● ACTIVITY:
Write out again only the lines that run from the start of the entries to the line containing "use serde_json::json;", both included.

*** INFORMATION PROVIDED

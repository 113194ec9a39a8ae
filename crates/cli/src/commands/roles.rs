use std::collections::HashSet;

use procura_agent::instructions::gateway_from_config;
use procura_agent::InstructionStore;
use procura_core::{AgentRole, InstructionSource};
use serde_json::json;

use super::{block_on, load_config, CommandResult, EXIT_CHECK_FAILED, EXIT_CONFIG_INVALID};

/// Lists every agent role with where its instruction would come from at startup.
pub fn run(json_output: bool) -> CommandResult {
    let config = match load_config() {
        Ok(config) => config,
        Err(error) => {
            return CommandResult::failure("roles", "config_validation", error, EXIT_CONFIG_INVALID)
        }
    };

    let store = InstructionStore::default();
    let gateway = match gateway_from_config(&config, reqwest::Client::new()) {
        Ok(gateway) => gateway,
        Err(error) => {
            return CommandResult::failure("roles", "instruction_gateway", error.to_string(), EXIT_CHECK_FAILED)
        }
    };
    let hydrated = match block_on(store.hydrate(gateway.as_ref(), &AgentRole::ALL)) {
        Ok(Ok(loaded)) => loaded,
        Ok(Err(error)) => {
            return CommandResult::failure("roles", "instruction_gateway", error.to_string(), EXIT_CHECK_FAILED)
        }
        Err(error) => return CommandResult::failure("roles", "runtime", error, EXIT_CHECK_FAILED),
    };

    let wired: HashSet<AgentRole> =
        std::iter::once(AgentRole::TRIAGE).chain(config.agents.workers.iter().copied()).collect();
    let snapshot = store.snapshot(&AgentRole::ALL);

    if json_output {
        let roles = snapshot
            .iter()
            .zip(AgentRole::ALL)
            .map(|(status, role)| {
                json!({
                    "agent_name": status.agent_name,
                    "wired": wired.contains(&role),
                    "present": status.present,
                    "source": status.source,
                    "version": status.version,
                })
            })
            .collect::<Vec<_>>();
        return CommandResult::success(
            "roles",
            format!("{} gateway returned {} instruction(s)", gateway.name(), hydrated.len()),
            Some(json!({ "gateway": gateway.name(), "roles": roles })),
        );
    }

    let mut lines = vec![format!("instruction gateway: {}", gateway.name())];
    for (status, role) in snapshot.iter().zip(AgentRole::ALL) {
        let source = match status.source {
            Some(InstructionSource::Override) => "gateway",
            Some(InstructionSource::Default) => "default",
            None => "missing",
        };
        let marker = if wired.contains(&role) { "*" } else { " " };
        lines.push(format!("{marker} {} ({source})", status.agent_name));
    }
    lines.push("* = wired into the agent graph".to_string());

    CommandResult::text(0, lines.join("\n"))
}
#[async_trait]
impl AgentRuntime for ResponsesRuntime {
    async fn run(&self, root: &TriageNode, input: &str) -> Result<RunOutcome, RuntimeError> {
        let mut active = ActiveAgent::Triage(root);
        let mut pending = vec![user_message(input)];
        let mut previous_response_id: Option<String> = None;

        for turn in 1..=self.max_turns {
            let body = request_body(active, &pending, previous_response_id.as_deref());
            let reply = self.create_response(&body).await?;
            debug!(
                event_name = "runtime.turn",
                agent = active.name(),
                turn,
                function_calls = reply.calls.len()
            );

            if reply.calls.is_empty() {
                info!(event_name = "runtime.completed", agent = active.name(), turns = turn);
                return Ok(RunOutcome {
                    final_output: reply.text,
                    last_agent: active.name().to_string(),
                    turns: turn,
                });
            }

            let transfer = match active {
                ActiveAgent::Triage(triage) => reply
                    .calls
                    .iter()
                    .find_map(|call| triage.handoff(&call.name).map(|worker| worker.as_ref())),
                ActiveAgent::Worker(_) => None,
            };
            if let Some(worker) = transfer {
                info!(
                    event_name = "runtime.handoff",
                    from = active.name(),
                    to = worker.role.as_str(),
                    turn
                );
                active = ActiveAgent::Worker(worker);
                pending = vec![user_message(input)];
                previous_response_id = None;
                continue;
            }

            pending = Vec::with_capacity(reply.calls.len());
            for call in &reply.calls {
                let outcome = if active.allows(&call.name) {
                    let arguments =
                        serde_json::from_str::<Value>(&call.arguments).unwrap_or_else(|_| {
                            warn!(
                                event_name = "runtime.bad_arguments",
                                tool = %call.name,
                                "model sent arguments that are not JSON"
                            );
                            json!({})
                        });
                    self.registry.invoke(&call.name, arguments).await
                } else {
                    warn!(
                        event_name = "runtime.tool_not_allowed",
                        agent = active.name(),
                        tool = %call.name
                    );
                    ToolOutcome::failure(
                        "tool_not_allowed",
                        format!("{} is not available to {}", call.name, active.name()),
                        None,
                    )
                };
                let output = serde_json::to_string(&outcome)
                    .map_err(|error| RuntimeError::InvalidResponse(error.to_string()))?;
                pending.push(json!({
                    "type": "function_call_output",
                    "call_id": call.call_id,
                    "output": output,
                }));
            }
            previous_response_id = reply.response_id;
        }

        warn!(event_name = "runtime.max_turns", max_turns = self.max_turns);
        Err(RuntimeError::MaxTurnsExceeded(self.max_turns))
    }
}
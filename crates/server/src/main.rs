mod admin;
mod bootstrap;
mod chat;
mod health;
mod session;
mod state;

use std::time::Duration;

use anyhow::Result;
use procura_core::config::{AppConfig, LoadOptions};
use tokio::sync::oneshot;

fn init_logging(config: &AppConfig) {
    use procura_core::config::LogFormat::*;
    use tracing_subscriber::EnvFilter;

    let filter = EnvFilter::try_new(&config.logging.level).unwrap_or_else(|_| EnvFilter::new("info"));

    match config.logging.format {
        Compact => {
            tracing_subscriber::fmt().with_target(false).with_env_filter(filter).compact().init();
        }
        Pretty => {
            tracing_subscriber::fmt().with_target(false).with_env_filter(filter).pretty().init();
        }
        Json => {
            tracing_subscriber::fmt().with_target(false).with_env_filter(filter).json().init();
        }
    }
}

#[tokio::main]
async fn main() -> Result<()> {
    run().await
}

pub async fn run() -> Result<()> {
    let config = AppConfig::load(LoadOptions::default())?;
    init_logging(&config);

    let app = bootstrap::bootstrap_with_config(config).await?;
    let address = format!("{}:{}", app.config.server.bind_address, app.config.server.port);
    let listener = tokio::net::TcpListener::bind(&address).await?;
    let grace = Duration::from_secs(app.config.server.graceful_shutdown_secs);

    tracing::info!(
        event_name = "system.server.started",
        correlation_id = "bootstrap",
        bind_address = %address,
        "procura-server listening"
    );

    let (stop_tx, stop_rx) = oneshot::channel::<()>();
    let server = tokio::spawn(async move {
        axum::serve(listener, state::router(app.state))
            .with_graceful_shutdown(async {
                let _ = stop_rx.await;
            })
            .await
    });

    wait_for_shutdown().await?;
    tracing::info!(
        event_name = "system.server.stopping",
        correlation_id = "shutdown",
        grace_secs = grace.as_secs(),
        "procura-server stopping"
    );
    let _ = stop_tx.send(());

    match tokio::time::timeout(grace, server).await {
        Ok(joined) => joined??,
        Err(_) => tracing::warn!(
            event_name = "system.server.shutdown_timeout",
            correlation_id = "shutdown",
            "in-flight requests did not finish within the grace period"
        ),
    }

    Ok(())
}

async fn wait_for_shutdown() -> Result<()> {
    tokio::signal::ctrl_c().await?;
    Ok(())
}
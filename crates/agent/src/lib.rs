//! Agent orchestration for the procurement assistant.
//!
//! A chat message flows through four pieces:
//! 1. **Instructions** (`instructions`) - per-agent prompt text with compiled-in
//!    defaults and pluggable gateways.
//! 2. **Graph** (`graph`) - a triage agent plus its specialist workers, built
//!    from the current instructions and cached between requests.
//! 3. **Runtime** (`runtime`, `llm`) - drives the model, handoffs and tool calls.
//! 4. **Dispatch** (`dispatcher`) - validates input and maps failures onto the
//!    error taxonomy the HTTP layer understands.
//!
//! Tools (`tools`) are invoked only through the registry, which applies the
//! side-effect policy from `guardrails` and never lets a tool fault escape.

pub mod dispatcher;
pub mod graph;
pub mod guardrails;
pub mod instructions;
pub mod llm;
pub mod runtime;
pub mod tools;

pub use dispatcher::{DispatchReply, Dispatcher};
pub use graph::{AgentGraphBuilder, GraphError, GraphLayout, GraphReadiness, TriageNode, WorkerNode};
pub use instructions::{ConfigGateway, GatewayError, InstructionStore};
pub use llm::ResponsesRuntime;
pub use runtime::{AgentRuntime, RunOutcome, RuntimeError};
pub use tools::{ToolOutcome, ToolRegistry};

******

● TASK OUTPUT:
repository 113194ec9a39a8ae
filename crates/cli/src/commands/roles.rs
use std::collections::HashSet;

use procura_agent::instructions::gateway_from_config;
use procura_agent::InstructionStore;
use procura_core::{AgentRole, InstructionSource};
use serde_json::json;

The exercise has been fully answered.